• **TASK DIRECTIONS**:
Extract from the entries below, exactly as given, only the lines from the line containing "use crate::types::ParseError;" to the line containing "reach a verdict.", both lines included.

--------------------------------

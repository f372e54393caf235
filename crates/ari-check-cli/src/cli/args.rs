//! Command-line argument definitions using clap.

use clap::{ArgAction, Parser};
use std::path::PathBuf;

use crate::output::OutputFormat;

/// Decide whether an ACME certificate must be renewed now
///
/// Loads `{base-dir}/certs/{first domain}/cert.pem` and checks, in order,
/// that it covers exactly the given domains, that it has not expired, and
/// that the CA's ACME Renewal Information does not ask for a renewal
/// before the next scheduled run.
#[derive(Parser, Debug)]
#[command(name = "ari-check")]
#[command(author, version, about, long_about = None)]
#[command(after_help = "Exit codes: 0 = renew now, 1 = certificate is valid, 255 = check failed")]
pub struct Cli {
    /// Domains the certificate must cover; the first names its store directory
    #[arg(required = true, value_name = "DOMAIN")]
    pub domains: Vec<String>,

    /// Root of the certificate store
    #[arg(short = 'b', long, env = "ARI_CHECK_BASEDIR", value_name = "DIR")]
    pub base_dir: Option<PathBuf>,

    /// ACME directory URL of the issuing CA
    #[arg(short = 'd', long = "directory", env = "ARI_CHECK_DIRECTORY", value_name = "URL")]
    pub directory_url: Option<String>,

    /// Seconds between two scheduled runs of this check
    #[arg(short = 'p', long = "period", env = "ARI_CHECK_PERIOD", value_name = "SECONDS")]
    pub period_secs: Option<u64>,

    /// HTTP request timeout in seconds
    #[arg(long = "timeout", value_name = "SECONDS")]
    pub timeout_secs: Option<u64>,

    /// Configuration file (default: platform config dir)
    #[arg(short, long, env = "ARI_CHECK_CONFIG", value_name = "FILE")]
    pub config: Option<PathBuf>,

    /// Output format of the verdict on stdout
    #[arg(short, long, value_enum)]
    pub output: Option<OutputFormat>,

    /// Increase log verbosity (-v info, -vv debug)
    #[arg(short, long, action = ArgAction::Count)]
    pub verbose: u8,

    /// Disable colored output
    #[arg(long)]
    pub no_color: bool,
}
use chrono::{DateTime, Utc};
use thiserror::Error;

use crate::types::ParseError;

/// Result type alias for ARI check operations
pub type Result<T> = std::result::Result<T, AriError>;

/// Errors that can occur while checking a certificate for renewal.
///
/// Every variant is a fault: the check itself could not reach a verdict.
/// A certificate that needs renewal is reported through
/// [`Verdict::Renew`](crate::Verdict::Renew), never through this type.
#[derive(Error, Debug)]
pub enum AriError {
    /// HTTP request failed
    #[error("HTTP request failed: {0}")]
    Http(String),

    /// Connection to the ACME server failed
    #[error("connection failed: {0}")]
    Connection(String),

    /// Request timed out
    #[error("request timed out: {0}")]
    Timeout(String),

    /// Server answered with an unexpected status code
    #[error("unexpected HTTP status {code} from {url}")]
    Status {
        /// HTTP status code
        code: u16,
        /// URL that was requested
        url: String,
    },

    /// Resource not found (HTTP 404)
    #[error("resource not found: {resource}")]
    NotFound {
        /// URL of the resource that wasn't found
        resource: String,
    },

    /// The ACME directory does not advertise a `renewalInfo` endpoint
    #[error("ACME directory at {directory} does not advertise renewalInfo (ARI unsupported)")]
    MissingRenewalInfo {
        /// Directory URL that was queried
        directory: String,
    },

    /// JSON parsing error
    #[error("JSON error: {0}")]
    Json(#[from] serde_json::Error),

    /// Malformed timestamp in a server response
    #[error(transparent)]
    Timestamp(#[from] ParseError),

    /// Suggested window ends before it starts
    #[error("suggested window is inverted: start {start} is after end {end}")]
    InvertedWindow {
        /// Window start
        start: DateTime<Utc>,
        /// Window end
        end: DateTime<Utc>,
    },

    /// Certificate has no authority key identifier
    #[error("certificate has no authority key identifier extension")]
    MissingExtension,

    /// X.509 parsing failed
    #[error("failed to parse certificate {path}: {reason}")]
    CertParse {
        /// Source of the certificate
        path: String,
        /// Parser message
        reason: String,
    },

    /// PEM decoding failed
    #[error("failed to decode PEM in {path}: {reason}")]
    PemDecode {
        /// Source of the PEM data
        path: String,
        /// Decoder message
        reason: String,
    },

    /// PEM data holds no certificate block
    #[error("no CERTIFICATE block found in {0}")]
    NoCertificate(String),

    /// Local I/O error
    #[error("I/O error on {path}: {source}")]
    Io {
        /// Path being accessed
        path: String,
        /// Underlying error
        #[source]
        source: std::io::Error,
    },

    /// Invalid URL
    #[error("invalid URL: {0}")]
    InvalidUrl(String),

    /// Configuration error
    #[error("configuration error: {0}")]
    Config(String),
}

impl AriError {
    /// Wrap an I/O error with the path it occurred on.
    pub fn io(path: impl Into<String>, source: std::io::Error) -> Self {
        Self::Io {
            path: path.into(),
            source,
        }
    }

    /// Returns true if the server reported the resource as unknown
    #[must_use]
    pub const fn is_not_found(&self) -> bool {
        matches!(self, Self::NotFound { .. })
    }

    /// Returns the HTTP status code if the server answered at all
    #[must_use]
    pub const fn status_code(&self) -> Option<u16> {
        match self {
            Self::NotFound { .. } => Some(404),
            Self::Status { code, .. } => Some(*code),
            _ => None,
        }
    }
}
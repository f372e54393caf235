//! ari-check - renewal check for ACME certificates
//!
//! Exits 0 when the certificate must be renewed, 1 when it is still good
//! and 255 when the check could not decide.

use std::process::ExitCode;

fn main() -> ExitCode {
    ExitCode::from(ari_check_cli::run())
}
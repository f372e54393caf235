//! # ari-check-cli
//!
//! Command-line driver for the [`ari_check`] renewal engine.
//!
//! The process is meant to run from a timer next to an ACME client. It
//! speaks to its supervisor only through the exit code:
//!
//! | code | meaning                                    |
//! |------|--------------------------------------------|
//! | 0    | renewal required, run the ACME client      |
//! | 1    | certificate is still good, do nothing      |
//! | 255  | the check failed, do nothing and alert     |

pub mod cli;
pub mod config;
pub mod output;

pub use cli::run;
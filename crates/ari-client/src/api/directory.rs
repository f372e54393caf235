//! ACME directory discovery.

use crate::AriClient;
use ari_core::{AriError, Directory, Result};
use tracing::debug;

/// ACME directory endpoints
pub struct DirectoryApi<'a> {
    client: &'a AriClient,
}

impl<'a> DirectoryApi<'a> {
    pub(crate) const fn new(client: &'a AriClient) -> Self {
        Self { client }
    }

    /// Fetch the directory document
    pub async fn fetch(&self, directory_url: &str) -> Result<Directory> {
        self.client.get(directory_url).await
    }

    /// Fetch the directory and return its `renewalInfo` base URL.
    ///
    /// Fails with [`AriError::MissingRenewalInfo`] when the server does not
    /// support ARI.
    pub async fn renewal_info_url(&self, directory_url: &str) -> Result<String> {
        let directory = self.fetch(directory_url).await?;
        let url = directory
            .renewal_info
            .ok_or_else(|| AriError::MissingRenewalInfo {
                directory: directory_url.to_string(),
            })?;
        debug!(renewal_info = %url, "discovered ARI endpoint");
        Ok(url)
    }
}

--------------------------------

• **SOLUTION TO THIS EXERCISE**:
use crate::types::ParseError;

/// Result type alias for ARI check operations
pub type Result<T> = std::result::Result<T, AriError>;

/// Errors that can occur while checking a certificate for renewal.
///
/// Every variant is a fault: the check itself could not reach a verdict.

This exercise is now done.